Statalist The Stata Listserver


[Date Prev][Date Next][Thread Prev][Thread Next][Date index][Thread index]

st: RE: loop to fill in missing observations


From   "Nick Cox" <[email protected]>
To   <[email protected]>
Subject   st: RE: loop to fill in missing observations
Date   Fri, 15 Jun 2007 17:47:26 +0100

"Missing" in Stata circles should not be used to mean "omitted" or 
"not present". "Missing" means missing values on (existing) variables. 
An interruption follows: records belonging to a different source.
use crate::classify::{Classifier, FileEntry, Outcome, UnsortedReason};
use crate::config::AppConfig;
use crate::confirm::{Confirm, NeverConfirm};
use crate::error::Error;
use crate::platform::{PlatformTimestamps, TimestampSource};
use crate::report::SweepReporter;
use chrono::{Local, NaiveDate};
use glob::Pattern;
use std::collections::HashMap;
use std::fs;
use std::io;
use std::path::{Path, PathBuf};
use std::time::{Duration, Instant};
use tracing::{debug, error, info, warn};
use walkdir::WalkDir;

pub struct SortEngine {
    config: AppConfig,
    timestamps: Box<dyn TimestampSource>,
    confirm: Box<dyn Confirm>,
    today: Option<NaiveDate>,
}

/// A file that could not be moved. It stays where it was.
#[derive(Debug)]
pub struct SweepFailure {
    pub path: PathBuf,
    pub error: Error,
}

#[derive(Debug, Default)]
pub struct SweepSummary {
    pub sorted: usize,
    pub unsorted: usize,
    /// Entries left in the pool because they matched an ignore pattern.
    pub skipped: usize,
    pub unsorted_by_reason: HashMap<UnsortedReason, usize>,
    pub failures: Vec<SweepFailure>,
    /// The sweep stopped early on a declined rename.
    pub aborted: bool,
    pub duration: Duration,
}

impl SweepSummary {
    pub fn unsorted_for(&self, reason: UnsortedReason) -> usize {
        self.unsorted_by_reason.get(&reason).copied().unwrap_or(0)
    }

    fn record_unsorted(&mut self, reason: UnsortedReason) {
        self.unsorted += 1;
        *self.unsorted_by_reason.entry(reason).or_default() += 1;
    }
}

impl SortEngine {
    pub fn new(config: AppConfig) -> Self {
        Self {
            config,
            timestamps: Box::new(PlatformTimestamps),
            confirm: Box::new(NeverConfirm),
            today: None,
        }
    }

    pub fn with_timestamps(mut self, timestamps: impl TimestampSource + 'static) -> Self {
        self.timestamps = Box::new(timestamps);
        self
    }

    /// Decision used for collision renames when `interactive` is set.
    pub fn with_confirm(mut self, confirm: impl Confirm + 'static) -> Self {
        self.confirm = Box::new(confirm);
        self
    }

    /// Pin the date used for future-date rejection. Defaults to the local date.
    pub fn with_today(mut self, today: NaiveDate) -> Self {
        self.today = Some(today);
        self
    }

    pub fn config(&self) -> &AppConfig {
        &self.config
    }

    /// Non-recursive listing of the input directory, sorted by name.
    pub fn snapshot(&self) -> Result<Vec<FileEntry>, Error> {
        let input = &self.config.input_dir;
        if !input.is_dir() {
            return Err(Error::InputDirMissing(input.clone()));
        }

        WalkDir::new(input)
            .min_depth(1)
            .max_depth(1)
            .sort_by_file_name()
            .into_iter()
            .map(|entry| -> Result<FileEntry, Error> {
                let entry = entry.map_err(|e| walk_error(input, e))?;
                let path = entry.path().to_path_buf();
                let is_dir = path.is_dir();
                Ok(FileEntry::from_os_name(
                    entry.file_name().to_os_string(),
                    is_dir,
                    path,
                ))
            })
            .collect()
    }

    fn ignore_patterns(&self) -> Result<Vec<Pattern>, Error> {
        self.config
            .ignore_patterns
            .iter()
            .map(|glob| {
                Pattern::new(glob).map_err(|e| Error::InvalidPattern {
                    pattern: glob.clone(),
                    reason: e.to_string(),
                })
            })
            .collect()
    }

    /// Classify and move every entry of the pool, one at a time.
    pub fn sweep(&self, reporter: &dyn SweepReporter) -> Result<SweepSummary, Error> {
        let start = Instant::now();
        let ignore = self.ignore_patterns()?;

        info!("Reading {}...", self.config.input_dir.display());
        let entries = self.snapshot()?;
        reporter.on_sweep_start(entries.len());

        let unsorted_dir = &self.config.unsorted_dir;
        fs::create_dir_all(unsorted_dir).map_err(|e| Error::io(unsorted_dir, e))?;

        let today = self.today.unwrap_or_else(|| Local::now().date_naive());
        let mut classifier = Classifier::new(
            &self.config.output_root,
            self.config.date_source,
            &*self.timestamps,
        );
        if self.config.interactive {
            classifier = classifier.interactive(&*self.confirm);
        }

        info!("Sorting {} entries...", entries.len());
        let mut summary = SweepSummary::default();
        for entry in &entries {
            if ignore.iter().any(|p| p.matches(&entry.name)) {
                debug!("{}: ignored", entry.name);
                summary.skipped += 1;
                reporter.on_file_skipped(&entry.name);
                continue;
            }

            let outcome = match classifier.classify(entry, today) {
                Ok(outcome) => outcome,
                Err(err) => {
                    fail(&mut summary, reporter, entry, err);
                    continue;
                }
            };

            match outcome {
                Outcome::Sorted { path, .. } => match move_entry(&entry.source_path, &path) {
                    Ok(()) => {
                        summary.sorted += 1;
                        reporter.on_file_sorted(&entry.name, &path);
                    }
                    Err(err) => fail(&mut summary, reporter, entry, err),
                },
                Outcome::Unsorted(reason) => {
                    let target = unsorted_dir.join(&entry.file_name);
                    match move_entry(&entry.source_path, &target) {
                        Ok(()) => {
                            debug!("{}: unsorted ({})", entry.name, reason);
                            summary.record_unsorted(reason);
                            reporter.on_file_unsorted(&entry.name, reason);
                        }
                        Err(err) => {
                            fail(&mut summary, reporter, entry, err);
                            continue;
                        }
                    }

                    if reason == UnsortedReason::UserDeclinedRename && self.config.abort_on_decline
                    {
                        warn!("Rename declined for {}, stopping sweep", entry.name);
                        summary.aborted = true;
                        break;
                    }
                }
            }
        }

        summary.duration = start.elapsed();
        info!(
            "Sweep completed in {:.2}s: {} sorted, {} unsorted, {} skipped, {} failed",
            summary.duration.as_secs_f64(),
            summary.sorted,
            summary.unsorted,
            summary.skipped,
            summary.failures.len(),
        );
        reporter.on_sweep_complete(summary.sorted, summary.unsorted);

        Ok(summary)
    }
}

fn fail(summary: &mut SweepSummary, reporter: &dyn SweepReporter, entry: &FileEntry, err: Error) {
    error!("Error processing {}: {}", entry.source_path.display(), err);
    reporter.on_file_failed(&entry.name, &err);
    summary.failures.push(SweepFailure {
        path: entry.source_path.clone(),
        error: err,
    });
}

fn move_entry(from: &Path, to: &Path) -> Result<(), Error> {
    fs::rename(from, to).map_err(|e| Error::io(from, e))
}

fn walk_error(root: &Path, err: walkdir::Error) -> Error {
    let path = err.path().unwrap_or(root).to_path_buf();
    let source = err
        .into_io_error()
        .unwrap_or_else(|| io::Error::new(io::ErrorKind::Other, "filesystem loop"));
    Error::Io { path, source }
}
Anyway, each country and year should be 
represented at least once. That can done within place or by a -merge- 
with a suitable file. Merge mavens can work out the latter. 

I see that Fabrizio has set up up a variable -fillin- with marks 
at places he wants to fill in. I am going to ignore this. I am
going to assume a clean dataset with just the data. 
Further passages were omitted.